==== Data section ====
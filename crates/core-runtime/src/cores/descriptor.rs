//! Core descriptors
//!
//! A descriptor is the immutable identity of a core as declared under
//! `roles.<role>.cores`. It is created when the container loads its
//! source and dropped with the core.

use std::path::{Path, PathBuf};

use shared_types::{ConfigNode, CoreError, CoreResult, NamedList};

/// Config resource read from the instance directory when the core entry
/// carries no inline `plugins`.
pub const DEFAULT_CONFIG_NAME: &str = "core.toml";
pub const DEFAULT_FACTORY: &str = "default";
const DATA_DIR_NAME: &str = "data";

#[derive(Debug, Clone)]
pub struct CoreDescriptor {
    name: String,
    role: String,
    instance_dir: PathBuf,
    data_dir: PathBuf,
    config_name: String,
    factory: String,
    properties: NamedList,
    inline: Option<ConfigNode>,
}

/// Names are path segments in the HTTP surface and monitor scopes. A
/// leading `_` is reserved for host-level monitor scopes.
pub fn validate_core_name(name: &str) -> CoreResult<()> {
    let bad = name.is_empty()
        || name == "admin"
        || name.starts_with('.')
        || name.starts_with('_')
        || name.chars().any(|c| c == '/' || c == '\\' || c.is_whitespace());
    if bad {
        Err(CoreError::config("core.name", format!("invalid core name '{name}'")))
    } else {
        Ok(())
    }
}

impl CoreDescriptor {
    /// Descriptor with defaults: instance directory named after the core,
    /// data under `<instance_dir>/data`, config `core.toml`.
    pub fn new(name: impl Into<String>, role: impl Into<String>) -> Self {
        let name = name.into();
        let instance_dir = PathBuf::from(&name);
        Self {
            data_dir: instance_dir.join(DATA_DIR_NAME),
            instance_dir,
            role: role.into(),
            config_name: DEFAULT_CONFIG_NAME.to_string(),
            factory: DEFAULT_FACTORY.to_string(),
            properties: NamedList::new(),
            inline: None,
            name,
        }
    }

    /// Read one `roles.<role>.cores[]` entry.
    pub fn from_config(role: &str, node: &ConfigNode) -> CoreResult<Self> {
        let name = node.require_str("name")?.trim().to_string();
        validate_core_name(&name).map_err(|e| e.within(&node.context("name")))?;

        let mut descriptor = Self::new(name, role);
        if let Some(dir) = node.get_str("instance_dir") {
            descriptor = descriptor.with_instance_dir(dir);
        }
        if let Some(dir) = node.get_str("data_dir") {
            descriptor.data_dir = PathBuf::from(dir);
        }
        if let Some(config) = node.get_str("config") {
            descriptor.config_name = config.to_string();
        }
        if let Some(factory) = node.get_str("factory") {
            descriptor.factory = factory.to_string();
        }
        if let Some(props) = node.node("properties") {
            descriptor.properties = props.to_named_list();
        }
        if node.contains("plugins") {
            descriptor.inline = Some(node.clone());
        }
        Ok(descriptor)
    }

    /// Instance directory; the data directory follows unless it was set
    /// explicitly.
    #[must_use]
    pub fn with_instance_dir(mut self, dir: impl Into<PathBuf>) -> Self {
        let dir = dir.into();
        if self.data_dir == self.instance_dir.join(DATA_DIR_NAME) {
            self.data_dir = dir.join(DATA_DIR_NAME);
        }
        self.instance_dir = dir;
        self
    }

    #[must_use]
    pub fn with_factory(mut self, factory: impl Into<String>) -> Self {
        self.factory = factory.into();
        self
    }

    #[must_use]
    pub fn with_properties(mut self, properties: NamedList) -> Self {
        self.properties = properties;
        self
    }

    /// Use `node` as the core configuration instead of a file.
    #[must_use]
    pub fn with_inline_config(mut self, node: ConfigNode) -> Self {
        self.inline = Some(node);
        self
    }

    /// Same declaration under another name.
    #[must_use]
    pub fn renamed(&self, name: impl Into<String>) -> Self {
        Self {
            name: name.into(),
            ..self.clone()
        }
    }

    pub fn name(&self) -> &str {
        &self.name
    }

    pub fn role(&self) -> &str {
        &self.role
    }

    pub fn instance_dir(&self) -> &Path {
        &self.instance_dir
    }

    pub fn data_dir(&self) -> &Path {
        &self.data_dir
    }

    pub fn config_name(&self) -> &str {
        &self.config_name
    }

    /// `<instance_dir>/<config>`.
    pub fn config_path(&self) -> PathBuf {
        self.instance_dir.join(&self.config_name)
    }

    pub fn factory(&self) -> &str {
        &self.factory
    }

    pub fn properties(&self) -> &NamedList {
        &self.properties
    }

    pub fn inline_config(&self) -> Option<&ConfigNode> {
        self.inline.as_ref()
    }

    pub fn describe(&self) -> NamedList {
        NamedList::new()
            .with("name", self.name.as_str())
            .with("role", self.role.as_str())
            .with("instance_dir", self.instance_dir.display().to_string())
            .with("data_dir", self.data_dir.display().to_string())
            .with("config", self.config_name.as_str())
            .with("factory", self.factory.as_str())
            .with("properties", self.properties.clone())
    }
}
====
Work task: All lines from the one containing "self.data_dir = dir.join(DATA_DIR_NAME);" through the end of the data, and no others, are to be given again word for word.

Written answer:
            self.data_dir = dir.join(DATA_DIR_NAME);
        }
        self.instance_dir = dir;
        self
    }

    #[must_use]
    pub fn with_factory(mut self, factory: impl Into<String>) -> Self {
        self.factory = factory.into();
        self
    }

    #[must_use]
    pub fn with_properties(mut self, properties: NamedList) -> Self {
        self.properties = properties;
        self
    }

    /// Use `node` as the core configuration instead of a file.
    #[must_use]
    pub fn with_inline_config(mut self, node: ConfigNode) -> Self {
        self.inline = Some(node);
        self
    }

    /// Same declaration under another name.
    #[must_use]
    pub fn renamed(&self, name: impl Into<String>) -> Self {
        Self {
            name: name.into(),
            ..self.clone()
        }
    }

    pub fn name(&self) -> &str {
        &self.name
    }

    pub fn role(&self) -> &str {
        &self.role
    }

    pub fn instance_dir(&self) -> &Path {
        &self.instance_dir
    }

    pub fn data_dir(&self) -> &Path {
        &self.data_dir
    }

    pub fn config_name(&self) -> &str {
        &self.config_name
    }

    /// `<instance_dir>/<config>`.
    pub fn config_path(&self) -> PathBuf {
        self.instance_dir.join(&self.config_name)
    }

    pub fn factory(&self) -> &str {
        &self.factory
    }

    pub fn properties(&self) -> &NamedList {
        &self.properties
    }

    pub fn inline_config(&self) -> Option<&ConfigNode> {
        self.inline.as_ref()
    }

    pub fn describe(&self) -> NamedList {
        NamedList::new()
            .with("name", self.name.as_str())
            .with("role", self.role.as_str())
            .with("instance_dir", self.instance_dir.display().to_string())
            .with("data_dir", self.data_dir.display().to_string())
            .with("config", self.config_name.as_str())
            .with("factory", self.factory.as_str())
            .with("properties", self.properties.clone())
    }
}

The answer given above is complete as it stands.